Does it work for you now?

1 Like

Yes, that works for me now, and I am getting the same Circular dependency warning you got.

1 Like

Can I somehow ask why a dependency is circular? Something like Pkg.why that explains how the circle appears. This would help on eliminating them.

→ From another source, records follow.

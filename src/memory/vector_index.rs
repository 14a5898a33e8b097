//! 向量索引：固定维度嵌入上的最近邻检索（余弦相似度）
//!
//! 索引由若干定长分段（segment）组成，插入只追加到最后一个分段，写满后新开分段，
//! 因此增量插入不需要重建。每个向量在插入时预先计算范数，检索时做一次线性扫描。
//! 并发控制由持有方负责（LongTermStore / EpisodicStore 外包一层 RwLock）。

use std::collections::HashMap;

use uuid::Uuid;

use crate::memory::MemoryError;

/// 单个分段的容量
const SEGMENT_CAPACITY: usize = 1024;

/// 检索命中：条目 ID 与余弦相似度（[-1, 1]）
#[derive(Debug, Clone, Copy, PartialEq)]
pub struct VectorHit {
    pub id: Uuid,
    pub similarity: f32,
}

#[derive(Debug, Default)]
struct Segment {
    ids: Vec<Uuid>,
    /// 行主序扁平存储，每行 dim 个分量
    vectors: Vec<f32>,
    norms: Vec<f32>,
}

impl Segment {
    fn len(&self) -> usize {
        self.ids.len()
    }
}

#[derive(Debug)]
pub struct VectorIndex {
    dim: usize,
    segments: Vec<Segment>,
    /// id -> (segment, row)
    positions: HashMap<Uuid, (usize, usize)>,
}

fn norm(v: &[f32]) -> f32 {
    v.iter().map(|x| x * x).sum::<f32>().sqrt()
}

/// 余弦相似度；任一向量范数为 0 时返回 0
pub fn cosine_similarity(a: &[f32], b: &[f32]) -> f32 {
    if a.len() != b.len() || a.is_empty() {
        return 0.0;
    }
    let dot: f32 = a.iter().zip(b.iter()).map(|(x, y)| x * y).sum();
    let norm_a = norm(a);
    let norm_b = norm(b);
    if norm_a == 0.0 || norm_b == 0.0 {
        0.0
    } else {
        dot / (norm_a * norm_b)
    }
}

impl VectorIndex {
    pub fn new(dim: usize) -> Self {
        Self {
            dim,
            segments: Vec::new(),
            positions: HashMap::new(),
        }
    }

    pub fn dim(&self) -> usize {
        self.dim
    }

    pub fn len(&self) -> usize {
        self.positions.len()
    }

    pub fn is_empty(&self) -> bool {
        self.positions.is_empty()
    }

    pub fn segment_count(&self) -> usize {
        self.segments.len()
    }

    pub fn contains(&self, id: &Uuid) -> bool {
        self.positions.contains_key(id)
    }

    fn check_dim(&self, v: &[f32]) -> Result<(), MemoryError> {
        if v.len() != self.dim {
            return Err(MemoryError::DimensionMismatch {
                expected: self.dim,
                actual: v.len(),
            });
        }
        Ok(())
    }

    /// 插入向量；同一 id 重复插入时原地覆盖
    pub fn insert(&mut self, id: Uuid, vector: &[f32]) -> Result<(), MemoryError> {
        self.check_dim(vector)?;

        if let Some(&(seg, row)) = self.positions.get(&id) {
            let segment = &mut self.segments[seg];
            let start = row * self.dim;
            segment.vectors[start..start + self.dim].copy_from_slice(vector);
            segment.norms[row] = norm(vector);
            return Ok(());
        }

        let need_new = self
            .segments
            .last()
            .map_or(true, |s| s.len() >= SEGMENT_CAPACITY);
        if need_new {
            self.segments.push(Segment::default());
        }
        let seg_idx = self.segments.len() - 1;
        let segment = &mut self.segments[seg_idx];
        let row = segment.len();
        segment.ids.push(id);
        segment.vectors.extend_from_slice(vector);
        segment.norms.push(norm(vector));
        self.positions.insert(id, (seg_idx, row));
        Ok(())
    }

    /// 对全部条目打分，按相似度降序（相同分数按 id 升序，保证确定性）
    pub fn score_all(&self, query: &[f32]) -> Result<Vec<VectorHit>, MemoryError> {
        self.check_dim(query)?;
        let query_norm = norm(query);

        let mut hits = Vec::with_capacity(self.len());
        for segment in &self.segments {
            for (row, id) in segment.ids.iter().enumerate() {
                let start = row * self.dim;
                let v = &segment.vectors[start..start + self.dim];
                let denom = query_norm * segment.norms[row];
                let similarity = if denom == 0.0 {
                    0.0
                } else {
                    v.iter().zip(query).map(|(x, y)| x * y).sum::<f32>() / denom
                };
                hits.push(VectorHit { id: *id, similarity });
            }
        }
        hits.sort_by(|a, b| {
            b.similarity
                .total_cmp(&a.similarity)
                .then_with(|| a.id.cmp(&b.id))
        });
        Ok(hits)
    }

    /// 返回最相近的 k 个条目
    pub fn search(&self, query: &[f32], k: usize) -> Result<Vec<VectorHit>, MemoryError> {
        let mut hits = self.score_all(query)?;
        hits.truncate(k);
        Ok(hits)
    }
}

#[cfg(test)]
mod tests {
    use super::*;

    #[test]
    fn test_cosine_similarity() {
        let a = vec![1.0, 0.0, 0.0];
        assert!((cosine_similarity(&a, &a) - 1.0).abs() < 1e-6);
        assert!(cosine_similarity(&a, &[0.0, 1.0, 0.0]).abs() < 1e-6);
        assert_eq!(cosine_similarity(&a, &[0.0, 0.0, 0.0]), 0.0);
    }

    #[test]
    fn test_search_orders_by_similarity() {
        let mut index = VectorIndex::new(3);
        let near = Uuid::new_v4();
        let far = Uuid::new_v4();
        index.insert(far, &[0.0, 1.0, 0.0]).unwrap();
        index.insert(near, &[1.0, 0.1, 0.0]).unwrap();

        let hits = index.search(&[1.0, 0.0, 0.0], 1).unwrap();
        assert_eq!(hits.len(), 1);
        assert_eq!(hits[0].id, near);
    }

    #[test]
    fn test_dimension_mismatch_is_error() {
        let mut index = VectorIndex::new(3);
        let err = index.insert(Uuid::new_v4(), &[1.0, 2.0]).unwrap_err();
        assert!(matches!(err, MemoryError::DimensionMismatch { expected: 3, actual: 2 }));

        index.insert(Uuid::new_v4(), &[1.0, 2.0, 3.0]).unwrap();
        assert!(index.search(&[1.0; 4], 5).is_err());
    }

    #[test]
    fn test_incremental_insert_spans_segments() {
        let mut index = VectorIndex::new(2);
        for i in 0..(SEGMENT_CAPACITY + 5) {
            index.insert(Uuid::new_v4(), &[i as f32, 1.0]).unwrap();
        }
        assert_eq!(index.len(), SEGMENT_CAPACITY + 5);
        assert_eq!(index.segment_count(), 2);
        assert_eq!(index.search(&[1.0, 0.0], 3).unwrap().len(), 3);
    }

    #[test]
    fn test_reinsert_overwrites() {
        let mut index = VectorIndex::new(2);
        let id = Uuid::new_v4();
        index.insert(id, &[1.0, 0.0]).unwrap();
        index.insert(id, &[0.0, 1.0]).unwrap();
        assert_eq!(index.len(), 1);
        let hits = index.search(&[0.0, 1.0], 1).unwrap();
        assert!((hits[0].similarity - 1.0).abs() < 1e-6);
    }
}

Not for extensions you can use GitHub - KristofferC/EnvironmentGraph.jl

1 Like

Created a bug report: Circular dependency warning · Issue #179 · rofinn/FilePathsBase.jl · GitHub

This issue is really annoying because I get these warnings each time I run one of my examples.

This issue was connected to the fact that I precompiled the system image with the parameter “include_transitive_dependencies=false”. Changing that to “include_transitive_dependencies=true” made the warning go away.